Life in the fast Lane
IT’S award season. Greatest hooker, biggest liar, cleanest janitor, lousiest politician, fattest butler — everything’s getting an award. But Monday’s Drama League — born 1916 — gala spotlighted Broadway’s deserving.
Honoree Nathan Lane — who’s hit more stages than Shakespeare: “My first performance was a school play. I was in seventh grade. My Catholic grammar school had no budget for dramas and only did musicals. This was ‘Around the World in 80 Days.’ I had the lead, and it was a divining moment. The first time in my life I remember getting a laugh.

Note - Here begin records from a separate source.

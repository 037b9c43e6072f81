// ============================================================================
// CoWork Core - Workspace Entity
// File: crates/cowork-core/src/domain/workspace.rs
// Description: Listed coworking space as served by the listing backend
// ============================================================================

use serde::{Deserialize, Serialize};

use cowork_shared::constants::PLACEHOLDER_IMAGE;
use cowork_shared::Pagination;

/// Listing lifecycle status
#[derive(Debug, Clone, Copy, PartialEq, Eq, Serialize, Deserialize, Default)]
#[serde(rename_all = "lowercase")]
pub enum SpaceStatus {
    #[default]
    Active,
    Inactive,
    Pending,
}

impl SpaceStatus {
    pub fn as_str(&self) -> &'static str {
        match self {
            SpaceStatus::Active => "active",
            SpaceStatus::Inactive => "inactive",
            SpaceStatus::Pending => "pending",
        }
    }
}

/// City a workspace belongs to (embedded in the workspace payload).
#[derive(Debug, Clone, Default, PartialEq, Serialize, Deserialize)]
#[serde(rename_all = "camelCase")]
pub struct City {
    #[serde(rename = "_id", default)]
    pub id: String,
    #[serde(default)]
    pub name: String,
    #[serde(default)]
    pub description: String,
    #[serde(default)]
    pub image: String,
    #[serde(default)]
    pub is_active: bool,
}

/// Price tiers per day. Absent or zero means the tier is not offered.
#[derive(Debug, Clone, Default, PartialEq, Serialize, Deserialize)]
#[serde(rename_all = "camelCase")]
pub struct Pricing {
    #[serde(default, skip_serializing_if = "Option::is_none")]
    pub hot_desk: Option<f64>,
    #[serde(default, skip_serializing_if = "Option::is_none")]
    pub dedicated_desk: Option<f64>,
    #[serde(default, skip_serializing_if = "Option::is_none")]
    pub private_office: Option<f64>,
}

impl Pricing {
    /// First offered tier, in hot-desk, dedicated-desk, private-office order.
    pub fn starting_price(&self) -> Option<f64> {
        [self.hot_desk, self.dedicated_desk, self.private_office]
            .into_iter()
            .flatten()
            .find(|price| *price > 0.0)
    }

    pub fn display_price(&self) -> String {
        match self.starting_price() {
            Some(price) => format!("${:.2} / Day", price),
            None => "Contact for Price".to_string(),
        }
    }
}

#[derive(Debug, Clone, Default, PartialEq, Serialize, Deserialize)]
#[serde(rename_all = "camelCase")]
pub struct SpaceLocation {
    #[serde(default, skip_serializing_if = "Option::is_none")]
    pub address: Option<String>,
    #[serde(default, skip_serializing_if = "Option::is_none")]
    pub pincode: Option<String>,
    #[serde(default, skip_serializing_if = "Option::is_none")]
    pub latitude: Option<f64>,
    #[serde(default, skip_serializing_if = "Option::is_none")]
    pub longitude: Option<f64>,
}

#[derive(Debug, Clone, Default, PartialEq, Serialize, Deserialize)]
pub struct SpaceContact {
    #[serde(default, skip_serializing_if = "Option::is_none")]
    pub name: Option<String>,
    #[serde(default, skip_serializing_if = "Option::is_none")]
    pub email: Option<String>,
    #[serde(default, skip_serializing_if = "Option::is_none")]
    pub phone: Option<String>,
}

/// Card highlights, all free text ("100 Mbps", "50 Seats", "120 m²").
#[derive(Debug, Clone, PartialEq, Serialize, Deserialize)]
pub struct SpaceFeatures {
    #[serde(default)]
    pub wifi: String,
    #[serde(default)]
    pub seats: String,
    #[serde(default)]
    pub area: String,
}

impl Default for SpaceFeatures {
    fn default() -> Self {
        Self {
            wifi: "100 Mbps".to_string(),
            seats: "N/A".to_string(),
            area: "N/A".to_string(),
        }
    }
}

/// Workspace entity
#[derive(Debug, Clone, Default, PartialEq, Serialize, Deserialize)]
#[serde(rename_all = "camelCase")]
pub struct Workspace {
    pub id: String,
    #[serde(default)]
    pub space_id: String,
    #[serde(default)]
    pub space_name: String,
    #[serde(default)]
    pub space_type: String,
    #[serde(default)]
    pub city: City,
    #[serde(default)]
    pub space_category: String,
    #[serde(default, skip_serializing_if = "Option::is_none")]
    pub short_description: Option<String>,
    #[serde(default, skip_serializing_if = "Option::is_none")]
    pub long_description: Option<String>,
    #[serde(default)]
    pub amenities: Vec<String>,
    #[serde(default)]
    pub pricing: Pricing,
    #[serde(default)]
    pub location: SpaceLocation,
    #[serde(default)]
    pub contact: SpaceContact,
    #[serde(default)]
    pub images: Vec<String>,
    #[serde(default)]
    pub status: SpaceStatus,
    #[serde(default)]
    pub is_featured: bool,
    #[serde(default, skip_serializing_if = "Option::is_none")]
    pub features: Option<SpaceFeatures>,
}

impl Workspace {
    pub fn display_features(&self) -> SpaceFeatures {
        self.features.clone().unwrap_or_default()
    }

    pub fn cover_image(&self) -> &str {
        self.images
            .first()
            .map(String::as_str)
            .filter(|src| !src.is_empty())
            .unwrap_or(PLACEHOLDER_IMAGE)
    }

    pub fn is_active(&self) -> bool {
        self.status == SpaceStatus::Active
    }
}

/// Query accepted by `GET /api/v1/spaces`
#[derive(Debug, Clone, Default, PartialEq, Eq, Serialize, Deserialize)]
pub struct WorkspaceQuery {
    pub city: Option<String>,
    pub page: Option<u32>,
    pub limit: Option<u32>,
    pub search: Option<String>,
}

impl WorkspaceQuery {
    pub fn for_city(city: impl Into<String>) -> Self {
        Self { city: Some(city.into()), ..Self::default() }
    }

    pub fn with_limit(mut self, limit: u32) -> Self {
        self.limit = Some(limit);
        self
    }

    /// Query pairs in wire order; unset, empty and zero values are left out.
    pub fn to_pairs(&self) -> Vec<(&'static str, String)> {
        let mut pairs = Vec::new();
        if let Some(city) = self.city.as_deref().filter(|c| !c.is_empty()) {
            pairs.push(("city", city.to_string()));
        }
        if let Some(page) = self.page.filter(|p| *p > 0) {
            pairs.push(("page", page.to_string()));
        }
        if let Some(limit) = self.limit.filter(|l| *l > 0) {
            pairs.push(("limit", limit.to_string()));
        }
        if let Some(search) = self.search.as_deref().filter(|s| !s.is_empty()) {
            pairs.push(("search", search.to_string()));
        }
        pairs
    }
}

/// Envelope of `GET /api/v1/spaces` and `GET /api/v1/spaces/featured`
#[derive(Debug, Clone, Default, PartialEq, Serialize, Deserialize)]
pub struct WorkspacesResponse {
    pub success: bool,
    #[serde(default)]
    pub data: Vec<Workspace>,
    #[serde(default)]
    pub pagination: Pagination,
}

/// Envelope of `GET /api/v1/spaces/{id}`
#[derive(Debug, Clone, PartialEq, Serialize, Deserialize)]
pub struct WorkspaceResponse {
    pub success: bool,
    pub data: Workspace,
}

“It was like a drug. That good feeling was totally unexpected. I was getting love from my dysfunctional family and sort of understood this was my vocation. For me, work is not drudgery.
“Not that I don’t appreciate leisure. My partner,
Devlin Elliott, and I have a shelf with books, things, my three Tonys and tchotchkes. We don’t like cooking. Neither of us can. We manage, but he can’t and I don’t so we go out. We have a house in London, where we’ll go Christmas.”
But who remembers a Nathan Lane-less Broadway season? It was just the ’ 80s AIDS epidemic days of “Angels in America.” Coming next, the medieval days of “Gary: A Sequel to Titus Andronicus.” First, who can fit all that on a marquee? Second, it’s bloody, gritty, spoken in iambic pentameter and maybe Nathan schlepping a spear in a tunic.
Meanwhile, his new Tom Ford tux looked to cost more than the whole Roman empire. Host “Producers” mate Matthew Brod
erick’s tux? Who knows? Lane: “This is funny, political, about life and human behavior. Not going out of town. Producer
Scott Rudin, who’s very smart, is opening it here so now it’s called a lab. I don’t know how people will react. We’re figuring it out.” Right. Since all this was above my pay grade, I figured out the only intelligent thing to do. I left him flat and went home.